**DATA PROVIDED:**
* * * * * * * * *

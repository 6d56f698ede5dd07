use thiserror::Error;

use crate::ascconv::AscconvError;
use crate::cursor::CursorError;

/// Errors returned by CSA header decoding. All of them abort the decode.
///
/// # Examples
/// ```
/// use csa_header::CsaError;
///
/// let err = CsaError::InvalidCheckBit {
///     index: 3,
///     value: 12,
///     valid: [77, 205],
/// };
/// assert!(err.to_string().contains("CSA element #3"));
/// ```
#[derive(Debug, Error)]
pub enum CsaError {
    #[error(
        "CSA element #{index} has an invalid check bit value: {value} (valid values are {valid:?}); the header may be corrupted"
    )]
    InvalidCheckBit {
        index: u32,
        value: i32,
        valid: [i32; 2],
    },
    #[error(
        "invalid item length: destination {destination} is beyond the header size ({header_size}) at byte position {position}"
    )]
    ReadOverreach {
        destination: usize,
        header_size: usize,
        position: usize,
    },
    #[error(
        "too many items in CSA element: expected {expected} (VM={vm}) but found a non-empty item at index {index}"
    )]
    TooManyItems { expected: i32, vm: i32, index: i32 },
    #[error("invalid item length {length} for item #{index}")]
    InvalidItemLength { index: i32, length: i32 },
    #[error("malformed CSA header: {0}")]
    MalformedLayout(#[from] CursorError),
    #[error("cannot convert {text:?} to a {vr} value")]
    ConversionFailure { vr: String, text: String },
    #[error("invalid ASCCONV protocol: {0}")]
    Ascconv(#[from] AscconvError),
}
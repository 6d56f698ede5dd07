//! Owned header types and data set entry point.

use std::sync::OnceLock;

use crate::ascconv::{Ascconv, AscconvError, parse_ascconv};
use crate::csa::layout::ASCCONV_STRING_DELIMITER;
use crate::csa::reader::decode_latin1;
use crate::csa::{CsaError, CsaType, ParsedResult, decode, detect_csa_type};
use crate::dataset::{DataSet, ExtractError, Extracted, extract};
use crate::value::{OrderedMap, Value};

/// A raw binary CSA header.
///
/// # Examples
/// ```
/// use csa_header::{CsaHeader, CsaType};
///
/// let mut raw = b"SV10\x04\x03\x02\x01".to_vec();
/// raw.extend_from_slice(&0u32.to_le_bytes());
/// raw.extend_from_slice(&77u32.to_le_bytes());
///
/// let header = CsaHeader::new(raw);
/// assert_eq!(header.csa_type(), CsaType::Type2);
/// assert!(header.is_type_2());
/// assert_eq!(header.header_size(), 16);
/// assert!(header.read()?.is_empty());
/// # Ok::<(), csa_header::CsaError>(())
/// ```
#[derive(Debug, Clone, PartialEq, Eq)]
pub struct CsaHeader {
    raw: Vec<u8>,
    csa_type: CsaType,
}

impl CsaHeader {
    pub fn new(raw: impl Into<Vec<u8>>) -> Self {
        let raw = raw.into();
        let csa_type = detect_csa_type(&raw);
        Self { raw, csa_type }
    }

    pub fn csa_type(&self) -> CsaType {
        self.csa_type
    }

    pub fn is_type_2(&self) -> bool {
        self.csa_type == CsaType::Type2
    }

    pub fn header_size(&self) -> usize {
        self.raw.len()
    }

    pub fn raw(&self) -> &[u8] {
        &self.raw
    }

    /// Decode the tag table. Each call decodes from scratch.
    pub fn read(&self) -> Result<ParsedResult, CsaError> {
        decode(&self.raw)
    }
}

/// An ASCCONV protocol stored as text (XA Enhanced storage, or an
/// `MrPhoenixProtocol` value obtained elsewhere).
///
/// The first [`CsaAsciiHeader::parsed`] call caches its outcome; later
/// accessors reuse it.
#[derive(Debug, Clone)]
pub struct CsaAsciiHeader {
    text: String,
    parsed: OnceLock<Result<OrderedMap<Value>, AscconvError>>,
}

impl CsaAsciiHeader {
    /// Wrap raw bytes, decoding them as Latin-1.
    pub fn new(bytes: &[u8]) -> Self {
        Self::from_text(decode_latin1(bytes))
    }

    pub fn from_text(text: impl Into<String>) -> Self {
        Self {
            text: text.into(),
            parsed: OnceLock::new(),
        }
    }

    pub fn text(&self) -> &str {
        &self.text
    }

    /// Parse the protocol into its parameter tree. Always re-parses; see
    /// [`CsaAsciiHeader::parsed`] for the cached tree.
    pub fn parse(&self) -> Result<OrderedMap<Value>, AscconvError> {
        self.parse_ascconv().map(|ascconv| ascconv.protocol)
    }

    /// Parameter tree, parsed on first access.
    pub fn parsed(&self) -> Result<&OrderedMap<Value>, AscconvError> {
        self.parsed
            .get_or_init(|| self.parse())
            .as_ref()
            .map_err(Clone::clone)
    }

    /// Parse the protocol, keeping the preamble and marker attributes.
    pub fn parse_ascconv(&self) -> Result<Ascconv, AscconvError> {
        parse_ascconv(&self.text, ASCCONV_STRING_DELIMITER)
    }

    /// Number of slices (mosaic tiles), from `sSliceArray.lSize`.
    ///
    /// # Examples
    /// ```
    /// use csa_header::CsaAsciiHeader;
    ///
    /// let header = CsaAsciiHeader::from_text("sSliceArray.lSize\t = \t36\n");
    /// assert_eq!(header.n_slices()?, Some(36));
    /// assert_eq!(CsaAsciiHeader::from_text("lA = 1").n_slices()?, None);
    /// # Ok::<(), csa_header::ascconv::AscconvError>(())
    /// ```
    pub fn n_slices(&self) -> Result<Option<i64>, AscconvError> {
        let protocol = self.parsed()?;
        Ok(protocol
            .get("sSliceArray")
            .and_then(|slices| slices.get("lSize"))
            .and_then(Value::as_i64))
    }
}

impl PartialEq for CsaAsciiHeader {
    fn eq(&self, other: &Self) -> bool {
        self.text == other.text
    }
}

impl Eq for CsaAsciiHeader {}

/// Header located in a data set, typed by its storage form.
#[derive(Debug, Clone, PartialEq, Eq)]
pub enum HeaderSource {
    Binary(CsaHeader),
    Ascii(CsaAsciiHeader),
}

impl From<Extracted> for HeaderSource {
    fn from(extracted: Extracted) -> Self {
        match extracted {
            Extracted::Binary(raw) => HeaderSource::Binary(CsaHeader::new(raw)),
            Extracted::Ascii(bytes) => HeaderSource::Ascii(CsaAsciiHeader::new(&bytes)),
        }
    }
}

/// Locate the `kind` (`"image"` or `"series"`) header in `dataset`.
///
/// # Examples
/// ```
/// use csa_header::dataset::{MemoryDataSet, layout};
/// use csa_header::{HeaderSource, from_dataset};
///
/// let inner = MemoryDataSet::new()
///     .with_bytes(layout::XA_PROTOCOL_DATA, b"<XProtocol>\nsSliceArray.lSize = 2\n".to_vec());
/// let shared = MemoryDataSet::new().with_sequence(layout::XA_PROTOCOL_SEQUENCE, vec![inner]);
/// let dataset = MemoryDataSet::new()
///     .with_sequence(layout::SHARED_FUNCTIONAL_GROUPS_SEQUENCE, vec![shared]);
///
/// let Some(HeaderSource::Ascii(header)) = from_dataset(&dataset, "image")? else {
///     panic!("expected an ASCII header");
/// };
/// assert_eq!(header.n_slices().unwrap(), Some(2));
/// # Ok::<(), csa_header::dataset::ExtractError>(())
/// ```
///
/// # Errors
/// `ExtractError::InvalidArgument` for an unknown `kind`.
pub fn from_dataset<D: DataSet>(
    dataset: &D,
    kind: &str,
) -> Result<Option<HeaderSource>, ExtractError> {
    Ok(extract(dataset, kind)?.map(HeaderSource::from))
}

* * * * * * * * *

**DESCRIPTION OF THE TASK:**
Looking at the entries, state how many lines hold the string "ParsedResult", with the number as the sole reply.

**RESPONSE AREA:**
2